A once-dedicated 21-year-old budding writer loses his love for the art.
It’s because he’s often told by his parents that there’s no money in it. Parents can have unrealistic expectations.
The husband erodes his joy in his job.
It’s because he never seems able to please his wife about his salary. Wives can have unrealistic expectations.
A young son frowns and glares at his Dad.
It’s because he could not afford to give him the money he wants for his business venture. Adult children can have unrealistic expectations.
Unrealistic expectations, as we see, are unhealthy.
They sabotage our dreams, harm our relationships, and could lead us in the wrong life directions.
As I reflect on unrealistic expectations, I try to get a sense of balance. For I don’t want to mean to have a life of mediocrity or not doing one’s best.

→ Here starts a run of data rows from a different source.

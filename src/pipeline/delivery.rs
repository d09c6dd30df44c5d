//! Result delivery for the two execution modes

use std::sync::Arc;

use super::pool::PooledFrame;
use super::ExecutionMode;
use crate::error::InferenceError;
use crate::inference::{CallbackHandle, GpuContext, InferenceBridge, MaskResult};
use crate::mask::MaskPublisher;

/// How masks get from the engine to the publisher during one session
pub enum ResultDelivery {
    /// Engine thread publishes through a registered callback
    Callback(CallbackHandle),
    /// The pipeline awaits each result and publishes it itself
    Awaited(Arc<MaskPublisher>),
}

impl ResultDelivery {
    /// Set up delivery for `mode`. Only the asynchronous mode registers a callback.
    pub fn attach(
        mode: ExecutionMode,
        bridge: &InferenceBridge,
        publisher: Arc<MaskPublisher>,
    ) -> Self {
        match mode {
            ExecutionMode::Asynchronous => {
                let handle = bridge.register_callback(move |result: MaskResult| {
                    publisher.publish(result.mask());
                    result.release();
                });
                ResultDelivery::Callback(handle)
            }
            ExecutionMode::Synchronous => ResultDelivery::Awaited(publisher),
        }
    }

    pub fn mode(&self) -> ExecutionMode {
        match self {
            ResultDelivery::Callback(_) => ExecutionMode::Asynchronous,
            ResultDelivery::Awaited(_) => ExecutionMode::Synchronous,
        }
    }

    /// Submit a populated frame. In the awaited mode this returns only after
    /// the mask has been published and released.
    pub async fn submit(
        &self,
        bridge: &InferenceBridge,
        frame: PooledFrame,
        gpu: Option<&GpuContext>,
    ) -> Result<(), InferenceError> {
        match self {
            ResultDelivery::Callback(_) => bridge.submit(frame, gpu),
            ResultDelivery::Awaited(publisher) => {
                let frame_id = frame.frame_id();
                let pending = bridge.submit_awaited(frame, gpu)?;

                tracing::trace!("Awaiting mask for frame {}", frame_id);
                let result = pending.wait().await?;

                publisher.publish(result.mask());
                result.release();
                Ok(())
            }
        }
    }

    /// End delivery; unregisters the callback if there is one
    pub fn detach(self) {
        if let ResultDelivery::Callback(handle) = self {
            handle.unregister();
        }
    }
}
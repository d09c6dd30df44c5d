//! Image sources feeding the frame pipeline

pub mod test_pattern;

pub use test_pattern::TestPatternSource;

use std::future::Future;

use crate::error::{MaskcastError, SourceError};
use crate::frame::{FrameHandle, PixelFormat};
use crate::pipeline::ReadyNotifier;

/// A live video source (camera, capture card, render target...)
pub trait ImageSource: Send + Sync + 'static {
    fn width(&self) -> u32;

    fn height(&self) -> u32;

    fn format(&self) -> PixelFormat;

    /// Whether the source started successfully and can hand out frames
    fn is_prepared(&self) -> bool;

    /// Whether frames can be copied without a round-trip through host memory
    fn supports_gpu_copy(&self) -> bool {
        false
    }

    /// Snapshot of the most recent frame
    fn current_frame(&self) -> FrameHandle;

    /// Start producing frames
    fn play(&mut self) -> impl Future<Output = Result<(), SourceError>> + Send;

    /// Stop producing frames
    fn stop(&mut self);
}

/// Start a source and hand it to a waiting pipeline
pub async fn prepare_source<S: ImageSource>(
    mut source: S,
    notifier: ReadyNotifier<S>,
) -> Result<(), MaskcastError> {
    source.play().await?;

    if !source.is_prepared() {
        return Err(SourceError::NotPrepared(format!(
            "{}x{} source did not report ready after play",
            source.width(),
            source.height()
        ))
        .into());
    }

    tracing::info!(
        "Image source ready: {}x{} {} (GPU copy: {})",
        source.width(),
        source.height(),
        source.format(),
        source.supports_gpu_copy()
    );

    if !notifier.source_ready(source).await {
        tracing::warn!("Pipeline went away before the image source was ready");
    }

    Ok(())
}
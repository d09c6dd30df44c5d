//! Luminance-keyed segmenter
//!
//! Treats bright pixels as foreground. Good enough to drive the pipeline
//! end-to-end without a real model.

use std::time::Duration;

use super::{Segmenter, SegmentationMask};
use crate::config::InferenceConfig;
use crate::error::InferenceError;
use crate::frame::{FrameBuffer, PixelFormat};

/// Rec.601 luma weights
const LUMA_WEIGHTS: [f32; 3] = [0.299, 0.587, 0.114];

pub struct LumaSegmenter {
    threshold: f32,
    softness: f32,
    latency: Duration,
    share_gpu_context: bool,
}

impl LumaSegmenter {
    pub fn new(threshold: f32, softness: f32) -> Self {
        Self {
            threshold,
            softness: softness.max(0.0),
            latency: Duration::ZERO,
            share_gpu_context: false,
        }
    }

    pub fn from_config(config: &InferenceConfig) -> Self {
        Self::new(config.threshold, config.softness)
            .with_latency(Duration::from_millis(config.latency_ms))
            .with_gpu_sharing(config.share_gpu_context)
    }

    /// Sleep this long per frame to mimic model execution time
    pub fn with_latency(mut self, latency: Duration) -> Self {
        self.latency = latency;
        self
    }

    pub fn with_gpu_sharing(mut self, share: bool) -> Self {
        self.share_gpu_context = share;
        self
    }

    /// Foreground confidence for one luma value
    fn confidence(&self, luma: f32) -> f32 {
        if self.softness <= f32::EPSILON {
            return if luma >= self.threshold { 1.0 } else { 0.0 };
        }

        let lo = self.threshold - self.softness * 0.5;
        let t = ((luma - lo) / self.softness).clamp(0.0, 1.0);
        t * t * (3.0 - 2.0 * t)
    }
}

impl Segmenter for LumaSegmenter {
    fn name(&self) -> &str {
        "luma"
    }

    fn shares_gpu_context(&self) -> bool {
        self.share_gpu_context
    }

    fn segment(
        &mut self,
        frame: &FrameBuffer,
        _gpu_resident: bool,
    ) -> Result<Option<SegmentationMask>, InferenceError> {
        if !frame.is_ready() {
            return Err(InferenceError::Segment(format!(
                "frame {} was not fully copied",
                frame.frame_id()
            )));
        }

        if !self.latency.is_zero() {
            std::thread::sleep(self.latency);
        }

        let [r, g, b] = frame.format().rgb_offsets();
        let values: Vec<f32> = frame
            .pixels()
            .chunks_exact(PixelFormat::BYTES_PER_PIXEL)
            .map(|px| {
                let luma = (px[r] as f32 * LUMA_WEIGHTS[0]
                    + px[g] as f32 * LUMA_WEIGHTS[1]
                    + px[b] as f32 * LUMA_WEIGHTS[2])
                    / 255.0;
                self.confidence(luma)
            })
            .collect();

        Ok(SegmentationMask::from_f32(frame.width(), frame.height(), values))
    }
}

No, that’s not how I look at it.
I think of several “natural truths” to give clarity to what I mean to mean.
So without these “natural truths,” we draw false conclusions. We feel negative feelings. And we act in unkind ways or get stuck whenever we or someone falls short.
Psych Central published an article written by Margarita Tartakovsky on “How to Relinquish Unrealistic Expectations.”
It quotes Dr. Selena Snow who said, “Unrealistic expectations are potentially damaging because they set us and others up for failure.”
The article prescribes a number of practical tips in facing unrealistic expectations, such as curiosity, humor, deep personal reflection, compassion, among others.